Le porte-parole a évité de manière spéculaire sur les résultats du prochain sommet extraordinaire du 6 mars dans lequel les dirigeants européens discuteront du renforcement de la défense européenne et des éventuelles garanties de sécurité à l'Ukraine, comme expliqué ces jours-ci, le président du Conseil, António Costa, ou sur la désignation d'un envoy de l'UE pour les négociations de paix en Ukraine.
De même, toute décision sur le maintien de la paix sur le terrain a laissé entre les mains des États membres, soulignant que les initiatives doivent provenir du 27. « Nous savons qu'il a besoin de plus de munitions, de défenses aériennes plus fortes et de soutien pour leur industrie militaire.

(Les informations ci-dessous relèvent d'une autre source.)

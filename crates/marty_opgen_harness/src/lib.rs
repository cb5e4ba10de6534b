/*
    MartyPC
    https://github.com/dbalsom/martypc

    Copyright 2022-2025 Daniel Balsom

    Permission is hereby granted, free of charge, to any person obtaining a
    copy of this software and associated documentation files (the “Software”),
    to deal in the Software without restriction, including without limitation
    the rights to use, copy, modify, merge, publish, distribute, sublicense,
    and/or sell copies of the Software, and to permit persons to whom the
    Software is furnished to do so, subject to the following conditions:

    The above copyright notice and this permission notice shall be included in
    all copies or substantial portions of the Software.

    THE SOFTWARE IS PROVIDED “AS IS”, WITHOUT WARRANTY OF ANY KIND, EXPRESS OR
    IMPLIED, INCLUDING BUT NOT LIMITED TO THE WARRANTIES OF MERCHANTABILITY,
    FITNESS FOR A PARTICULAR PURPOSE AND NONINFRINGEMENT. IN NO EVENT SHALL THE
    AUTHORS OR COPYRIGHT HOLDERS BE LIABLE FOR ANY CLAIM, DAMAGES OR OTHER
    LIABILITY, WHETHER IN AN ACTION OF CONTRACT, TORT OR OTHERWISE, ARISING
    FROM, OUT OF OR IN CONNECTION WITH THE SOFTWARE OR THE USE OR OTHER
    DEALINGS IN THE SOFTWARE.

    ---------------------------------------------------------------------------

    lib.rs

    A minimal SM83 register file and memory that the generated decoder and
    execution routines run against. The core itself is produced by build.rs.

*/

use std::ops::{Index, IndexMut};

pub const MEMORY_SIZE: usize = 0x10000;

#[derive(Copy, Clone, Debug, PartialEq, Eq)]
pub enum Reg8 {
    A,
    F,
    B,
    C,
    D,
    E,
    H,
    L,
}

impl Reg8 {
    pub fn from_name(name: &str) -> Option<Self> {
        match name {
            "A" => Some(Reg8::A),
            "F" => Some(Reg8::F),
            "B" => Some(Reg8::B),
            "C" => Some(Reg8::C),
            "D" => Some(Reg8::D),
            "E" => Some(Reg8::E),
            "H" => Some(Reg8::H),
            "L" => Some(Reg8::L),
            _ => None,
        }
    }
}

#[derive(Copy, Clone, Debug, PartialEq, Eq)]
pub enum Reg16 {
    AF,
    BC,
    DE,
    HL,
    SP,
}

impl Reg16 {
    pub fn from_name(name: &str) -> Option<Self> {
        match name {
            "AF" => Some(Reg16::AF),
            "BC" => Some(Reg16::BC),
            "DE" => Some(Reg16::DE),
            "HL" => Some(Reg16::HL),
            "SP" => Some(Reg16::SP),
            _ => None,
        }
    }

    /// High and low halves of a pair. SP has no 8-bit halves.
    fn halves(&self) -> Option<(Reg8, Reg8)> {
        match self {
            Reg16::AF => Some((Reg8::A, Reg8::F)),
            Reg16::BC => Some((Reg8::B, Reg8::C)),
            Reg16::DE => Some((Reg8::D, Reg8::E)),
            Reg16::HL => Some((Reg8::H, Reg8::L)),
            Reg16::SP => None,
        }
    }
}

#[derive(Clone, Debug, Default)]
pub struct Registers {
    r8: [u8; 8],
    sp: u16,
}

impl Registers {
    pub fn get16(&self, reg: Reg16) -> u16 {
        match reg.halves() {
            Some((hi, lo)) => u16::from_be_bytes([self[hi], self[lo]]),
            None => self.sp,
        }
    }

    pub fn set16(&mut self, reg: Reg16, value: u16) {
        match reg.halves() {
            Some((hi, lo)) => {
                let [high, low] = value.to_be_bytes();
                self[hi] = high;
                self[lo] = low;
            }
            None => self.sp = value,
        }
    }
}

impl Index<Reg8> for Registers {
    type Output = u8;

    fn index(&self, reg: Reg8) -> &u8 {
        &self.r8[reg as usize]
    }
}

impl IndexMut<Reg8> for Registers {
    fn index_mut(&mut self, reg: Reg8) -> &mut u8 {
        &mut self.r8[reg as usize]
    }
}

include!(concat!(env!("OUT_DIR"), "/cpu.rs"));

#[cfg(test)]
mod register_tests {
    use super::*;

    #[test]
    fn pairs_share_halves() {
        let mut registers = Registers::default();
        registers.set16(Reg16::HL, 0xCAFE);
        assert_eq!(registers[Reg8::H], 0xCA);
        assert_eq!(registers[Reg8::L], 0xFE);

        registers[Reg8::A] = 0xBE;
        registers[Reg8::F] = 0xF0;
        assert_eq!(registers.get16(Reg16::AF), 0xBEF0);

        registers.set16(Reg16::SP, 0xFFFE);
        assert_eq!(registers.get16(Reg16::SP), 0xFFFE);
        assert_eq!(registers.get16(Reg16::BC), 0x0000);
    }

    #[test]
    fn observed_names() {
        let mut cpu = Cpu::new();
        cpu.pc = 0x0021;
        cpu.cf = true;
        cpu.registers.set16(Reg16::DE, 0x1234);

        assert_eq!(cpu.observed("PC"), Some(0x0021));
        assert_eq!(cpu.observed("cf"), Some(1));
        assert_eq!(cpu.observed("zf"), Some(0));
        assert_eq!(cpu.observed("D"), Some(0x12));
        assert_eq!(cpu.observed("DE"), Some(0x1234));
        assert_eq!(cpu.observed("IX"), None);
    }

    #[test]
    fn executes_generated_load() {
        let mut cpu = Cpu::new();
        let instruction_bytes = [0x06, 0x5A];

        cpu.pc = 0x0021;

        assert_cpu_execute!(
            cpu,
            instruction_bytes,
            B => 0x5A,
            PC => 0x0023,
            cycles: 8
        );
    }
}
#[cfg(test)]
mod tests {
    use super::*;
    use crate::semantics::{operands, Expectation, Preset, ScenarioKind};

    #[test]
    fn register_groups() {
        assert_eq!(register_group(0x80, true), vec![0x80, 0x81, 0x82, 0x83, 0x84, 0x85, 0x87]);
        assert_eq!(register_group(0x90, false), vec![0x90, 0x91, 0x92, 0x93, 0x94, 0x95]);
    }

    #[test]
    fn fragments_expand() {
        assert_eq!(
            ADD_A_N,
            "let operand1 = registers[dst_register];\n\
             let operand2 = immediate;\n\
             let result = operand1 as u16 + operand2 as u16;\n\n\
             registers[dst_register] = result as u8;\n"
        );
        assert!(CP_A_R.ends_with("wrapping_sub(operand2 as u16);\n"));
        assert!(!CP_A_R.contains("registers[dst_register] ="));
    }

    #[test]
    fn adc_carry_in_case() {
        let fixtures = adc_a(&operands(&["A", "B"]));
        let carry = fixtures
            .get(ScenarioKind::Baseline)
            .iter()
            .find(|s| s.label.as_deref() == Some("carry set"))
            .unwrap();
        assert!(carry.presets.contains(&Preset::Reg8("A".to_string(), 0xFF)));
        assert!(carry.presets.contains(&Preset::Reg8("B".to_string(), 0xFF)));
        assert!(carry.presets.contains(&Preset::Flag(Flag::C, true)));
        assert!(carry.expectations.contains(&Expectation::Reg8("A".to_string(), 0xFF)));
        assert!(carry.expectations.contains(&Expectation::Flag(Flag::C, true)));
    }

    #[test]
    fn accumulator_with_itself() {
        let fixtures = add_a(&operands(&["A", "A"]));
        let base = &fixtures.get(ScenarioKind::Baseline)[0];
        assert_eq!(base.presets, vec![Preset::Reg8("A".to_string(), 0x21), Preset::Reg8("A".to_string(), 0x21)]);
        assert_eq!(base.expectations, vec![Expectation::Reg8("A".to_string(), 0x42)]);
    }

    #[test]
    fn sources() {
        let imm = binary(&operands(&["A", "n8"]), 0x51, 0x30);
        assert_eq!(imm.extra_bytes, vec![0x30]);

        let mem = binary(&operands(&["A", "HL"]), 0x51, 0x30);
        assert!(mem.presets.contains(&Preset::Memory(0x0CAF, 0x30)));
        assert!(mem.presets.contains(&Preset::Reg16("HL".to_string(), 0x0CAF)));
    }

    #[test]
    fn subtract_with_carry_from_itself() {
        let fixtures = sbc_a_a(&operands(&["A", "A"]));
        let base = &fixtures.get(ScenarioKind::Baseline)[0];
        assert!(base.presets.contains(&Preset::Flag(Flag::C, true)));
        assert!(base.expectations.contains(&Expectation::Reg8("A".to_string(), 0xFF)));

        let zero = &fixtures.get(ScenarioKind::FlagCase(Flag::Z))[0];
        assert!(zero.presets.contains(&Preset::Flag(Flag::C, false)));
        assert!(zero.expectations.contains(&Expectation::Flag(Flag::Z, true)));
        assert!(fixtures.contains(ScenarioKind::FlagCase(Flag::H)));
        assert!(!fixtures.contains(ScenarioKind::FlagCase(Flag::C)));

        assert!(SBC_A_A.contains(".wrapping_sub(cf as u16)"));
    }

    #[test]
    fn compare_with_itself_keeps_accumulator() {
        let fixtures = cp_a_a(&operands(&["A", "A"]));
        let base = &fixtures.get(ScenarioKind::Baseline)[0];
        assert_eq!(base.expectations, vec![Expectation::Reg8("A".to_string(), 0x5A)]);
        assert!(!CP_A_A.contains("registers[dst_register] ="));
    }
}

Quoi qu'il en soit, l'Anuni a souligné quelle position de l'UE passe parce que « rien sur l'Ukraine sans Ukraine et rien de la sécurité ukrainienne sans l'UE » ne peut être négocié. « La sécurité de l'Ukraine est la sécurité de l'UE », a-t-il déclaré.
Les 27 dirigeants sont appelés à prendre des décisions jeudi prochain lors de l'extraordinaire sommet convoqué par Costa pour traiter le renforcement de leurs mesures de défense et d'adresse à l'appui de l'Ukraine, y compris les garanties de sécurité. Les sources européennes soulignent qu'il est également possible de nommer un envoyé européen pour les négociations, car l'UE craint un accord entre les Américains et les Russes derrière les Européens et les Ukrainiens.